--- PROMPT ---
All lines in the data below carrying the string "document" are to be located and copied.

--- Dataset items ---
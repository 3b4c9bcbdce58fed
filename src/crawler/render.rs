//! Rendered fetch strategy
//!
//! Pages are loaded in a headless Chromium so that script-generated content and
//! links are captured. One browser process is shared by every job using this
//! strategy; it is launched on first use and each navigation gets its own page,
//! so a hung or crashed page only affects the fetch that opened it.
//!
//! Assets are plain files and are fetched over HTTP like the static strategy.

use super::fetcher::{FetchError, HttpFetcher, PageFetcher, RetrievedAsset, RetrievedPage};
use super::parser::RawReferences;
use crate::config::RenderConfig;
use async_trait::async_trait;
use chromiumoxide::{Browser, BrowserConfig, Page};
use futures::StreamExt;
use serde::Deserialize;
use std::sync::Arc;
use std::time::Duration;
use tokio::sync::Mutex;
use tokio::task::JoinHandle;
use tokio_util::sync::CancellationToken;
use url::Url;

/// Interval between network-idle probes
const IDLE_POLL_INTERVAL: Duration = Duration::from_millis(250);

/// Consecutive probes with no new resource entries before the page counts as idle
const IDLE_STABLE_PROBES: u32 = 2;

const IDLE_PROBE_SCRIPT: &str = r#"(() => ({
    readyState: document.readyState,
    resources: performance.getEntriesByType('resource').length
}))()"#;

/// Collects the raw reference attributes from the live DOM
const EXTRACT_SCRIPT: &str = r#"(() => {
    const attrs = (selector, name) =>
        Array.from(document.querySelectorAll(selector)).map(el => el.getAttribute(name));
    const base = document.querySelector('base[href]');
    return {
        baseHref: base ? base.getAttribute('href') : null,
        links: attrs('a[href], area[href]', 'href'),
        images: attrs('img[src]', 'src').concat(attrs('link[rel~="icon"][href]', 'href')),
        stylesheets: attrs('link[rel~="stylesheet"][href]', 'href'),
        scripts: attrs('script[src]', 'src'),
    };
})()"#;

#[derive(Debug, Deserialize)]
#[serde(rename_all = "camelCase")]
struct IdleProbe {
    ready_state: String,
    resources: u64,
}

#[derive(Default)]
struct SessionState {
    browser: Option<Browser>,
    handler: Option<JoinHandle<()>>,
}

/// A lazily launched browser shared across jobs
pub struct BrowserSession {
    config: RenderConfig,
    state: Mutex<SessionState>,
}

impl BrowserSession {
    pub fn new(config: RenderConfig) -> Self {
        Self {
            config,
            state: Mutex::new(SessionState::default()),
        }
    }

    /// Returns true once the browser has been launched and not shut down
    pub async fn is_running(&self) -> bool {
        self.state.lock().await.browser.is_some()
    }

    /// Opens a fresh page, launching the browser if needed
    ///
    /// Launches are serialized by the session lock. If the running browser
    /// refuses a new page it is discarded so the next call relaunches it.
    async fn open_page(&self) -> Result<Page, FetchError> {
        let mut guard = self.state.lock().await;
        let state = &mut *guard;

        if state.browser.is_none() {
            let (browser, handler) = self.launch().await?;
            state.browser = Some(browser);
            state.handler = Some(handler);
        }

        let opened = match &state.browser {
            Some(browser) => browser.new_page("about:blank").await,
            None => return Err(FetchError::Infrastructure("browser unavailable".to_string())),
        };

        match opened {
            Ok(page) => Ok(page),
            Err(e) => {
                tracing::warn!("Browser refused a new page, discarding it: {}", e);
                if let Some(handler) = state.handler.take() {
                    handler.abort();
                }
                state.browser = None;
                Err(FetchError::Infrastructure(e.to_string()))
            }
        }
    }

    async fn launch(&self) -> Result<(Browser, JoinHandle<()>), FetchError> {
        tracing::info!("Launching headless browser");

        let mut builder = BrowserConfig::builder()
            .no_sandbox()
            .request_timeout(self.config.navigation_timeout())
            .arg("--disable-gpu")
            .arg("--disable-dev-shm-usage");
        if let Some(path) = &self.config.chrome_executable {
            builder = builder.chrome_executable(path);
        }
        let config = builder.build().map_err(FetchError::Infrastructure)?;

        let (browser, mut handler) = Browser::launch(config)
            .await
            .map_err(|e| FetchError::Infrastructure(e.to_string()))?;

        // The handler drives the CDP connection and must be polled for the
        // browser's whole lifetime
        let handle = tokio::spawn(async move {
            while let Some(event) = handler.next().await {
                if let Err(e) = event {
                    tracing::debug!("Browser handler stopped: {}", e);
                    break;
                }
            }
        });

        Ok((browser, handle))
    }

    /// Closes the browser if it was ever launched
    pub async fn shutdown(&self) {
        let mut state = self.state.lock().await;

        if let Some(mut browser) = state.browser.take() {
            tracing::info!("Closing headless browser");
            if let Err(e) = browser.close().await {
                tracing::warn!("Failed to close browser cleanly: {}", e);
            }
            if let Err(e) = browser.wait().await {
                tracing::warn!("Failed to wait for browser exit: {}", e);
            }
        }

        if let Some(handler) = state.handler.take() {
            handler.abort();
        }
    }
}

/// Script-executing strategy backed by a shared [`BrowserSession`]
pub struct RenderFetcher {
    session: Arc<BrowserSession>,
    assets: HttpFetcher,
    navigation_timeout: Duration,
    settle_delay: Duration,
}

impl RenderFetcher {
    pub fn new(session: Arc<BrowserSession>, assets: HttpFetcher, config: &RenderConfig) -> Self {
        Self {
            session,
            assets,
            navigation_timeout: config.navigation_timeout(),
            settle_delay: config.settle_delay(),
        }
    }

    async fn render(&self, page: &Page, url: &Url, max_bytes: u64) -> Result<RetrievedPage, FetchError> {
        let navigation_error = |e: chromiumoxide::error::CdpError| FetchError::Navigation {
            url: url.to_string(),
            message: e.to_string(),
        };

        page.goto(url.as_str()).await.map_err(navigation_error)?;
        page.wait_for_navigation().await.map_err(navigation_error)?;
        wait_for_network_idle(page).await;
        tokio::time::sleep(self.settle_delay).await;

        let html = page.content().await.map_err(navigation_error)?;
        let size = html.len() as u64;
        if size > max_bytes {
            return Err(FetchError::TooLarge {
                url: url.to_string(),
                size,
                limit: max_bytes,
            });
        }

        let final_url = page
            .url()
            .await
            .ok()
            .flatten()
            .and_then(|u| Url::parse(&u).ok())
            .unwrap_or_else(|| url.clone());

        let raw: RawReferences = page
            .evaluate(EXTRACT_SCRIPT)
            .await
            .map_err(navigation_error)?
            .into_value()
            .map_err(|e| FetchError::Navigation {
                url: url.to_string(),
                message: format!("Unexpected extraction result: {e}"),
            })?;

        Ok(RetrievedPage {
            references: raw.resolve(&final_url),
            url: final_url,
            content_type: Some("text/html".to_string()),
            body: html.into_bytes(),
        })
    }
}

/// Polls until the document is complete and no new resources have started
///
/// Returns silently when a probe fails; the caller's timeout bounds the wait.
async fn wait_for_network_idle(page: &Page) {
    let mut last_count = None;
    let mut stable = 0;

    loop {
        let probe: Option<IdleProbe> = match page.evaluate(IDLE_PROBE_SCRIPT).await {
            Ok(result) => result.into_value().ok(),
            Err(_) => None,
        };
        let Some(probe) = probe else {
            return;
        };

        if probe.ready_state == "complete" && last_count == Some(probe.resources) {
            stable += 1;
            if stable >= IDLE_STABLE_PROBES {
                return;
            }
        } else {
            stable = 0;
        }
        last_count = Some(probe.resources);

        tokio::time::sleep(IDLE_POLL_INTERVAL).await;
    }
}

#[async_trait]
impl PageFetcher for RenderFetcher {
    async fn fetch_page(
        &self,
        url: &Url,
        max_bytes: u64,
        cancel: &CancellationToken,
    ) -> Result<RetrievedPage, FetchError> {
        if cancel.is_cancelled() {
            return Err(FetchError::Cancelled);
        }

        let page = self.session.open_page().await?;

        let outcome = tokio::select! {
            _ = cancel.cancelled() => Err(FetchError::Cancelled),
            rendered = tokio::time::timeout(self.navigation_timeout, self.render(&page, url, max_bytes)) => {
                rendered.unwrap_or_else(|_| Err(FetchError::Timeout { url: url.to_string() }))
            }
        };

        if let Err(e) = page.close().await {
            tracing::debug!("Failed to close page for {}: {}", url, e);
        }

        outcome
    }

    async fn fetch_asset(
        &self,
        url: &Url,
        max_bytes: u64,
        cancel: &CancellationToken,
    ) -> Result<RetrievedAsset, FetchError> {
        self.assets.fetch_asset(url, max_bytes, cancel).await
    }
}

--- WRITTEN ANSWER ---
    readyState: document.readyState,
        Array.from(document.querySelectorAll(selector)).map(el => el.getAttribute(name));
    const base = document.querySelector('base[href]');
/// Polls until the document is complete and no new resources have started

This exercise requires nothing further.